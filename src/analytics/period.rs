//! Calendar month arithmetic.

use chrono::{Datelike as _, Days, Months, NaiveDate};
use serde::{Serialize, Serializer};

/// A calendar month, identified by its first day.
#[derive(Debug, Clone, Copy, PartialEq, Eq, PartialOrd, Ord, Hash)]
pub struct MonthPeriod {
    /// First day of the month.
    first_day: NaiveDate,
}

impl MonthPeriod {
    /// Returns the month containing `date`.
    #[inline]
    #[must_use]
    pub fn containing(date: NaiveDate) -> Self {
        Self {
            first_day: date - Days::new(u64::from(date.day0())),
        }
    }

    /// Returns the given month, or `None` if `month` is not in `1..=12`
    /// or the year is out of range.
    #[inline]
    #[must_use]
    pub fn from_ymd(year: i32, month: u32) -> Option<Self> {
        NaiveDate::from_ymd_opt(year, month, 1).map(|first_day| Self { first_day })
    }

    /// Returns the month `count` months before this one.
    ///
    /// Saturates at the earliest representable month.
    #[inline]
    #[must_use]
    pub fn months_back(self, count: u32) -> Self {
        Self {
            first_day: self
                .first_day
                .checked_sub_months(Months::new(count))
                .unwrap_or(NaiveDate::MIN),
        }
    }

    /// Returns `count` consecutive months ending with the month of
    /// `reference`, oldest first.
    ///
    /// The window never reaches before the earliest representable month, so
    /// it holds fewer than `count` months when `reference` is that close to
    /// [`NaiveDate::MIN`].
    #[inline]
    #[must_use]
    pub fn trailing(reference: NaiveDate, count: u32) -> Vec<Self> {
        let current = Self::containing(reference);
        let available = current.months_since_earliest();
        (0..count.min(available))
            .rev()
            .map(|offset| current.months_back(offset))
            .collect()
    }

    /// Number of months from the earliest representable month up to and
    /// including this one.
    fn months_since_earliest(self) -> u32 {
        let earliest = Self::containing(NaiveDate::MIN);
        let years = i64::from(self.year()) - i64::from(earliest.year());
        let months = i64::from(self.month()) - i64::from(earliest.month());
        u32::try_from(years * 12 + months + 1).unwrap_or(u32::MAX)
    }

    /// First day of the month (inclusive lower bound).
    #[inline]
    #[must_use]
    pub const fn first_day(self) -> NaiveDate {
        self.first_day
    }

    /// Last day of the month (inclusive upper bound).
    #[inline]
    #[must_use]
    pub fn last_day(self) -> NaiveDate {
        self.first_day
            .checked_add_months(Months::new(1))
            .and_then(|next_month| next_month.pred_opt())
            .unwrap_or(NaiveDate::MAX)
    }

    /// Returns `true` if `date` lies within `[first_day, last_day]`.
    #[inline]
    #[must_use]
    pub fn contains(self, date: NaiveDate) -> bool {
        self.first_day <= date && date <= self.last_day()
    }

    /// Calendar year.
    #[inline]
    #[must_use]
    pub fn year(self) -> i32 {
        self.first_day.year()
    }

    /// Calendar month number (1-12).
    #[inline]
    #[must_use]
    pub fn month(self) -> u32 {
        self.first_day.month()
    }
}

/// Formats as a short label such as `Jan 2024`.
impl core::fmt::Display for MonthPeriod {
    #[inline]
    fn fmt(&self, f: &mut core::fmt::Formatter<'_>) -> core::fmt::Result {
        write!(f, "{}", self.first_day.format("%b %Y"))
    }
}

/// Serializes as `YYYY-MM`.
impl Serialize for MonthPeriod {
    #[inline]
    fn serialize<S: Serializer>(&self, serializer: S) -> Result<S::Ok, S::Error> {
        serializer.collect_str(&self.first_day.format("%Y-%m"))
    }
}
_ _ _
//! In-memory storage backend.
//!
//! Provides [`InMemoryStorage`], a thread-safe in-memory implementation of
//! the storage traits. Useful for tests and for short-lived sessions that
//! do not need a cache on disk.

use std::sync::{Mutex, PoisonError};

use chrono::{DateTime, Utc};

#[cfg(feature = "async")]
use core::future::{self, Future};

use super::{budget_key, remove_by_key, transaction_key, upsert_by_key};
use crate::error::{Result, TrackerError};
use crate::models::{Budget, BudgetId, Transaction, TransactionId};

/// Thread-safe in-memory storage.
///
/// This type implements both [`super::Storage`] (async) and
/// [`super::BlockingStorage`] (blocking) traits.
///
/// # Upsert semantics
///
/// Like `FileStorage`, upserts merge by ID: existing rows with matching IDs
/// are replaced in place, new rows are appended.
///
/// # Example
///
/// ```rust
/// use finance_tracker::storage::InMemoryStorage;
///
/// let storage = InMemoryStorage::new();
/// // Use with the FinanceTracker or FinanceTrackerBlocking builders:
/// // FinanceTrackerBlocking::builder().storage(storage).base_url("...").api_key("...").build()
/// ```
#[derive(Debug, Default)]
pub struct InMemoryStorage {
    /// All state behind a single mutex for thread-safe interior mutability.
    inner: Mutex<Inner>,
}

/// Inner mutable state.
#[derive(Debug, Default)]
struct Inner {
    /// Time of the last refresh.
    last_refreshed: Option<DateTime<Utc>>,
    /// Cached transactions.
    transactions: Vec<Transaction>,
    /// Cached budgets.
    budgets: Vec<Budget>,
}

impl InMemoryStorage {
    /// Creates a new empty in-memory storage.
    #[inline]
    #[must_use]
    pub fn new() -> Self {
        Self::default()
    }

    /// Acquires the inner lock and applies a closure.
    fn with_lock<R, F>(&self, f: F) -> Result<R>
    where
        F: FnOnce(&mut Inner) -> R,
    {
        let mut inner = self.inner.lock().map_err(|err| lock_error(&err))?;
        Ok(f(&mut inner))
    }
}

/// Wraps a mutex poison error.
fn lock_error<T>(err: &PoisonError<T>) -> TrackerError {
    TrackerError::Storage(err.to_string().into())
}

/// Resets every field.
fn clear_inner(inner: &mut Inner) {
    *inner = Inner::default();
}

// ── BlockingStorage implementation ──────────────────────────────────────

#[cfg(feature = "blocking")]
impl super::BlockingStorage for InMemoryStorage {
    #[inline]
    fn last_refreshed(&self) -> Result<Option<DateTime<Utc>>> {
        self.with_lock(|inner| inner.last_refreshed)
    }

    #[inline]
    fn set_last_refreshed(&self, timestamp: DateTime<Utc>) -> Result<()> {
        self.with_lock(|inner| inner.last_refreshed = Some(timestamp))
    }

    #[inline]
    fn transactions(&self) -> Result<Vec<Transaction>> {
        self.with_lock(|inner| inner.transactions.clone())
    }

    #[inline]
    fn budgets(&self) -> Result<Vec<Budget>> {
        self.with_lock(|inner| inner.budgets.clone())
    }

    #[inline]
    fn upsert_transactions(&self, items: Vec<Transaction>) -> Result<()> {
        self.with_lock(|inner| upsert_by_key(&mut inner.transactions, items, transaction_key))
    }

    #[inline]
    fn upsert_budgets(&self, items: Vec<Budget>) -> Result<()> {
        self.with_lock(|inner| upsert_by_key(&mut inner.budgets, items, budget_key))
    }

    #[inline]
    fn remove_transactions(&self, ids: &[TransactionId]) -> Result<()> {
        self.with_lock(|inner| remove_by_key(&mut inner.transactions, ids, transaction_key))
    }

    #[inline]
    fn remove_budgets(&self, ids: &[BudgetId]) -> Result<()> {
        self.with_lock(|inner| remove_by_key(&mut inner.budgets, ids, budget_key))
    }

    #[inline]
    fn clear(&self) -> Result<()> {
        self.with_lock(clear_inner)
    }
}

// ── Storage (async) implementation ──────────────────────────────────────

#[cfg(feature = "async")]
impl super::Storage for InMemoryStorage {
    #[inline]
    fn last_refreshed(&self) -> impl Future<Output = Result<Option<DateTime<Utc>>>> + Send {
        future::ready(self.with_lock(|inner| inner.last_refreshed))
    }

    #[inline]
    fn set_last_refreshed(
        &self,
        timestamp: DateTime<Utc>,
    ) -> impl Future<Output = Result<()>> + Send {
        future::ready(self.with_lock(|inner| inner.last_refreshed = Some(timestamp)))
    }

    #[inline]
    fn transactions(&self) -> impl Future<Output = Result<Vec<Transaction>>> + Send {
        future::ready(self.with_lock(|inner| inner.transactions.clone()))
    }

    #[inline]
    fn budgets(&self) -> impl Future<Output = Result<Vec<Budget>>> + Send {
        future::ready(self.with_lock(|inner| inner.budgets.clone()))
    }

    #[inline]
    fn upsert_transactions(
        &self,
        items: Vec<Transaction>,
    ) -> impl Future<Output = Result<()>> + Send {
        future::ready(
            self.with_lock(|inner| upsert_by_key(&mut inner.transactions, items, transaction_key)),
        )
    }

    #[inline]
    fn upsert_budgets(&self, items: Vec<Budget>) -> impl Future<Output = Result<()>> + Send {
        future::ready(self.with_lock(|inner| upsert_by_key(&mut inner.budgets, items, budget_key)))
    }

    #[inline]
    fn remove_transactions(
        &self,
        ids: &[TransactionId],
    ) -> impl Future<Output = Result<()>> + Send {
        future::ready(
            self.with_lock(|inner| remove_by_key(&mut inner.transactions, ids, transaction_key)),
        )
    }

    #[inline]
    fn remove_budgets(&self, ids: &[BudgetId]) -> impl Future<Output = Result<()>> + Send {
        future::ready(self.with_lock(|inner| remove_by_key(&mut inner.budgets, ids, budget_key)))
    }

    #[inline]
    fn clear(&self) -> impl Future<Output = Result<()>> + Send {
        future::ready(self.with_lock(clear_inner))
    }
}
_ _ _
**Exercise:**
Examine the listing and count its lines containing the word "reference". State the count alone.

**Written solution:**
4